Nate Jacob has earned an Honorable Mention in Streetlight’s 2021 Poetry Contest

Photo of dove on branch
Photo by Jack Bulmer on Unsplash
Mourning Doves

Looking back, the choice seems obvious.
A man is given the chance in life
to select from a pantheon of plumed angels
which will carry his tune forever on winds.

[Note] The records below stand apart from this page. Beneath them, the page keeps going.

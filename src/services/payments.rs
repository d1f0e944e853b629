use crate::error::{FightersError, Result};
use crate::models::{PaymentRecord, PAYMENT_COLLECTION};
use async_trait::async_trait;
use moka::future::Cache;
use redis::AsyncCommands;
use std::collections::HashMap;
use std::time::Duration;
use tokio::sync::RwLock;

/// Persisted client payments. Records are insert-only and unique by both
/// `address` and `block`.
#[async_trait]
pub trait PaymentStore: Send + Sync {
    async fn insert(&self, record: PaymentRecord) -> Result<()>;

    async fn find_by_address(&self, address: &str) -> Result<Option<PaymentRecord>>;

    async fn find_by_block(&self, block: u64) -> Result<Option<PaymentRecord>>;
}

fn duplicate_address(record: &PaymentRecord) -> FightersError {
    FightersError::DuplicatePayment {
        field: "address",
        value: record.address.clone(),
    }
}

fn duplicate_block(record: &PaymentRecord) -> FightersError {
    FightersError::DuplicatePayment {
        field: "block",
        value: record.block.to_string(),
    }
}

#[derive(Default)]
struct MemoryIndexes {
    by_address: HashMap<String, PaymentRecord>,
    by_block: HashMap<u64, String>,
}

#[derive(Default)]
pub struct MemoryPaymentStore {
    inner: RwLock<MemoryIndexes>,
}

impl MemoryPaymentStore {
    pub fn new() -> Self {
        Self::default()
    }

    pub async fn len(&self) -> usize {
        self.inner.read().await.by_address.len()
    }

    pub async fn is_empty(&self) -> bool {
        self.len().await == 0
    }
}

#[async_trait]
impl PaymentStore for MemoryPaymentStore {
    async fn insert(&self, record: PaymentRecord) -> Result<()> {
        let mut inner = self.inner.write().await;
        if inner.by_address.contains_key(&record.address) {
            return Err(duplicate_address(&record));
        }
        if inner.by_block.contains_key(&record.block) {
            return Err(duplicate_block(&record));
        }

        inner.by_block.insert(record.block, record.address.clone());
        inner.by_address.insert(record.address.clone(), record);
        Ok(())
    }

    async fn find_by_address(&self, address: &str) -> Result<Option<PaymentRecord>> {
        Ok(self.inner.read().await.by_address.get(address).cloned())
    }

    async fn find_by_block(&self, block: u64) -> Result<Option<PaymentRecord>> {
        let inner = self.inner.read().await;
        Ok(inner
            .by_block
            .get(&block)
            .and_then(|address| inner.by_address.get(address))
            .cloned())
    }
}

// KEYS[1] address index, KEYS[2] block index, ARGV[1] record.
// Returns 0 when stored, 1 or 2 naming the index that already exists.
const INSERT_SCRIPT: &str = r#"
if redis.call('EXISTS', KEYS[1]) == 1 then return 1 end
if redis.call('EXISTS', KEYS[2]) == 1 then return 2 end
redis.call('SET', KEYS[1], ARGV[1])
redis.call('SET', KEYS[2], ARGV[1])
return 0
"#;

pub fn address_key(address: &str) -> String {
    format!("{}:address:{}", PAYMENT_COLLECTION, address)
}

pub fn block_key(block: u64) -> String {
    format!("{}:block:{}", PAYMENT_COLLECTION, block)
}

pub struct RedisPaymentStore {
    redis: redis::aio::ConnectionManager,
    insert: redis::Script,
    memory: Cache<String, PaymentRecord>,
}

impl RedisPaymentStore {
    pub async fn new(redis_url: &str) -> anyhow::Result<Self> {
        let client = redis::Client::open(redis_url)?;
        let redis = client.get_connection_manager().await?;
        tracing::info!("Redis connected successfully");

        let memory = Cache::builder()
            .max_capacity(1000)
            .time_to_live(Duration::from_secs(60))
            .build();

        Ok(Self {
            redis,
            insert: redis::Script::new(INSERT_SCRIPT),
            memory,
        })
    }

    async fn get(&self, key: String) -> Result<Option<PaymentRecord>> {
        if let Some(cached) = self.memory.get(&key).await {
            tracing::debug!("Memory cache hit for key: {}", key);
            return Ok(Some(cached));
        }

        let mut redis = self.redis.clone();
        let raw: Option<String> = redis.get(&key).await?;
        let Some(raw) = raw else {
            return Ok(None);
        };

        let record: PaymentRecord = serde_json::from_str(&raw)?;
        self.memory.insert(key, record.clone()).await;
        Ok(Some(record))
    }
}

#[async_trait]
impl PaymentStore for RedisPaymentStore {
    async fn insert(&self, record: PaymentRecord) -> Result<()> {
        let serialized = serde_json::to_string(&record)?;
        let mut redis = self.redis.clone();

        let outcome: i64 = self
            .insert
            .key(address_key(&record.address))
            .key(block_key(record.block))
            .arg(serialized)
            .invoke_async(&mut redis)
            .await?;

        match outcome {
            0 => {
                tracing::info!(
                    "Payment recorded: {} from {} at block {}",
                    record.quantity,
                    record.address,
                    record.block
                );
                Ok(())
            }
            1 => Err(duplicate_address(&record)),
            2 => Err(duplicate_block(&record)),
            other => Err(FightersError::StoreError(format!(
                "unexpected insert outcome {}",
                other
            ))),
        }
    }

    async fn find_by_address(&self, address: &str) -> Result<Option<PaymentRecord>> {
        self.get(address_key(address)).await
    }

    async fn find_by_block(&self, block: u64) -> Result<Option<PaymentRecord>> {
        self.get(block_key(block)).await
    }
}

#[cfg(test)]
mod tests {
    use super::*;
    use tokio_test::{assert_err, assert_ok};

    fn payment(address: &str, block: u64) -> PaymentRecord {
        PaymentRecord {
            address: address.to_string(),
            block,
            quantity: 0.02,
            checking_from_func: 1,
        }
    }

    async fn exercise_uniqueness(store: &dyn PaymentStore) {
        assert_ok!(store.insert(payment("0xaaa", 100)).await);

        let same_address = store.insert(payment("0xaaa", 101)).await;
        assert!(matches!(
            assert_err!(same_address),
            FightersError::DuplicatePayment { field: "address", .. }
        ));

        let same_block = store.insert(payment("0xbbb", 100)).await;
        assert!(matches!(
            assert_err!(same_block),
            FightersError::DuplicatePayment { field: "block", .. }
        ));

        // Rejected inserts leave nothing behind
        assert!(store.find_by_address("0xbbb").await.unwrap().is_none());
        assert!(store.find_by_block(101).await.unwrap().is_none());

        let stored = store.find_by_block(100).await.unwrap().unwrap();
        assert_eq!(stored, payment("0xaaa", 100));
    }

    #[tokio::test]
    async fn memory_store_enforces_unique_address_and_block() {
        let store = MemoryPaymentStore::new();
        exercise_uniqueness(&store).await;
        assert_eq!(store.len().await, 1);
    }

    #[tokio::test]
    async fn memory_store_keeps_counter_verbatim() {
        let store = MemoryPaymentStore::new();
        let mut record = payment("0xccc", 7);
        record.checking_from_func = -3;
        store.insert(record.clone()).await.unwrap();

        let found = store.find_by_address("0xccc").await.unwrap().unwrap();
        assert_eq!(found.checking_from_func, -3);
    }

    #[test]
    fn index_keys_are_namespaced_by_collection() {
        assert_eq!(address_key("0xabc"), "ClientPayment:address:0xabc");
        assert_eq!(block_key(12), "ClientPayment:block:12");
    }

    #[tokio::test]
    #[ignore = "needs a running Redis at REDIS_URL"]
    async fn redis_store_enforces_unique_address_and_block() {
        let url = std::env::var("REDIS_URL").unwrap_or_else(|_| "redis://localhost:6379".to_string());
        let store = RedisPaymentStore::new(&url).await.unwrap();
        let mut redis = store.redis.clone();
        let _: () = redis
            .del(&[address_key("0xaaa"), address_key("0xbbb"), block_key(100), block_key(101)])
            .await
            .unwrap();

        exercise_uniqueness(&store).await;
    }
}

My father, from what I can only imagine was a young age,
took to mimicking the mourning dove
with two gentle hands cupped just so together
and a breath gently pressed from pursed lips:
two poofs, he blew . . . and blew . . . and blew

He taught that call to a much younger me,
standing in a field along the banks of the Missouri,
waiting for the drawing of the nightly curtain of lightning bugs
against the breezy swelter of a crimson closing day.
Two poofs, we blew . . . and blew . . . and blew.
And without fail, from the cottonwood stands,
a mournful silhouette’s response: who knew! He knew.

For a long time now, I stand against the darkening skies
in a land devoid of fireflies, far from my past.
And like every night in the early summer heat,
I call to the mourning doves perched safe and neat
on the rooftops of each of my neighbors’ homes.
Two poofs, still true . . . is it you? Is it you?
And the answers come from every direction:
No. We will go, but you well know the tune.
Not of us, but of him . . .

In brittle winters I have tried the cupped-hand songs

when the roofs are empty against the grey expanse,
when I need nothing so much as a bird’s response,
but the tune of my father echoes cold and bronze
off the barren trees among the frozen yards:
two poofs, I blew . . . and blew . . . and blew . . .
If he has flown south, I never knew,
but the wind still blows, so I still hear his tune . . .
It is ours in the wind, in the echo, in the birds
and now in the tender cupped hands of my daughter
who blew . . . and blew . . . and blew . . .
as if she knew of his echoes in the breeze.


Nate Jacob
Nate Jacob is a very recently published poet, a stay-at-home father to six children, a stay-at-home husband to one wife, and a wandering hermit who is comfortable in the tensions of life, searching for that one thing which puts it all into some perfect perspective. He suspects he will find it somewhere in the world of the Poets.